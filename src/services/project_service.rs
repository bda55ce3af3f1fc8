use serde::Serialize;
use sqlx::{SqliteConnection, SqlitePool};
use tracing::{info, warn};

use super::check_users_exist;
use crate::db::{self, repository};
use crate::error::AppError;
use crate::models::{
    NewProjectRequest, Project, ProjectListQuery, Task, TaskStatus, UpdateProjectRequest, User,
};
use crate::policy;

/// One board column: every task of a project in a given status, newest first.
#[derive(Debug, Serialize)]
pub struct StatusColumn {
    pub status: TaskStatus,
    pub label: &'static str,
    pub tasks: Vec<Task>,
}

#[derive(Debug, Serialize)]
pub struct ProjectDetail {
    pub project: Project,
    pub is_owner: bool,
    pub columns: Vec<StatusColumn>,
}

pub struct ProjectService {
    db: SqlitePool,
}

impl ProjectService {
    pub fn new(db: SqlitePool) -> Self {
        Self { db }
    }

    pub async fn list_projects_for(
        &self,
        user: &User,
        query: &ProjectListQuery,
    ) -> Result<Vec<Project>, AppError> {
        let mut conn = self.db.acquire().await?;
        let projects =
            repository::fetch_projects_visible_to(&mut conn, &user.id, query.search_term()).await?;
        Ok(projects)
    }

    pub async fn get_project_detail(&self, user: &User, id: &str) -> Result<ProjectDetail, AppError> {
        let mut conn = self.db.acquire().await?;
        let project = load_accessible_project(&mut conn, user, id).await?;
        let columns = status_columns(&mut conn, &project).await?;

        Ok(ProjectDetail {
            is_owner: policy::can_manage_project(user, &project),
            project,
            columns,
        })
    }

    pub async fn list_tasks_by_status(&self, project: &Project) -> Result<Vec<StatusColumn>, AppError> {
        let mut conn = self.db.acquire().await?;
        status_columns(&mut conn, project).await
    }

    /// Creates a project owned by `owner`. The owner always ends up in the
    /// member set, committed together with the project row.
    pub async fn create_project(
        &self,
        owner: &User,
        req: NewProjectRequest,
    ) -> Result<Project, AppError> {
        req.validate()?;

        let mut tx = db::begin_write(&self.db).await?;
        check_users_exist(&mut tx, "members", &req.members).await?;

        let description = req.description.unwrap_or_default();
        let mut project =
            repository::insert_project(&mut tx, &owner.id, req.name.trim(), &description).await?;
        repository::replace_members(&mut tx, &project.id, &req.members).await?;
        repository::ensure_member(&mut tx, &project.id, &owner.id).await?;
        project.members = repository::fetch_members(&mut tx, &project.id).await?;

        tx.commit().await?;

        info!(project_id = %project.id, owner = %owner.username, "project created");
        Ok(project)
    }

    pub async fn update_project(
        &self,
        actor: &User,
        id: &str,
        req: UpdateProjectRequest,
    ) -> Result<Project, AppError> {
        let mut tx = db::begin_write(&self.db).await?;
        let mut project = load_managed_project(&mut tx, actor, id).await?;
        req.validate()?;

        if let Some(name) = req.name {
            project.name = name.trim().to_string();
        }
        if let Some(description) = req.description {
            project.description = description;
        }
        repository::update_project(&mut tx, &project).await?;

        if let Some(members) = req.members {
            check_users_exist(&mut tx, "members", &members).await?;
            repository::replace_members(&mut tx, &project.id, &members).await?;
        }
        repository::ensure_member(&mut tx, &project.id, &project.owner_id).await?;
        project.members = repository::fetch_members(&mut tx, &project.id).await?;

        tx.commit().await?;

        info!(project_id = %project.id, "project updated");
        Ok(project)
    }

    pub async fn delete_project(&self, actor: &User, id: &str) -> Result<(), AppError> {
        let mut tx = db::begin_write(&self.db).await?;
        let project = load_managed_project(&mut tx, actor, id).await?;
        repository::delete_project(&mut tx, &project.id).await?;
        tx.commit().await?;

        info!(project_id = %project.id, "project deleted");
        Ok(())
    }
}

async fn load_accessible_project(
    conn: &mut SqliteConnection,
    user: &User,
    id: &str,
) -> Result<Project, AppError> {
    let project = repository::find_project(conn, id)
        .await?
        .ok_or(AppError::NotFound)?;

    if !policy::can_access_project(user, &project) {
        warn!(project_id = %id, user = %user.username, "project access denied");
        return Err(AppError::NotFound);
    }
    Ok(project)
}

async fn load_managed_project(
    conn: &mut SqliteConnection,
    user: &User,
    id: &str,
) -> Result<Project, AppError> {
    let project = repository::find_project(conn, id)
        .await?
        .ok_or(AppError::NotFound)?;

    if !policy::can_manage_project(user, &project) {
        warn!(project_id = %id, user = %user.username, "project management denied");
        return Err(AppError::NotFound);
    }
    Ok(project)
}

async fn status_columns(
    conn: &mut SqliteConnection,
    project: &Project,
) -> Result<Vec<StatusColumn>, AppError> {
    let tasks = repository::fetch_tasks_for_project(conn, &project.id).await?;
    Ok(group_by_status(tasks))
}

/// Splits tasks into one column per status, keeping their relative order.
fn group_by_status(tasks: Vec<Task>) -> Vec<StatusColumn> {
    let mut columns: Vec<StatusColumn> = TaskStatus::ALL
        .into_iter()
        .map(|status| StatusColumn {
            status,
            label: status.label(),
            tasks: Vec::new(),
        })
        .collect();

    for task in tasks {
        if let Some(column) = columns.iter_mut().find(|c| c.status == task.status) {
            column.tasks.push(task);
        }
    }
    columns
}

▬▬▬

YOUR ASSIGNMENT >> What you return must be an exact retyping of the lines above starting at the line with "let description = req.description.unwrap_or_default();" and ending at the line with "tx, &owner.id, req.name.trim(), &description).await?;", and nothing besides.

ANSWER TO THE PROBLEM >>
        let description = req.description.unwrap_or_default();
        let mut project =
            repository::insert_project(&mut tx, &owner.id, req.name.trim(), &description).await?;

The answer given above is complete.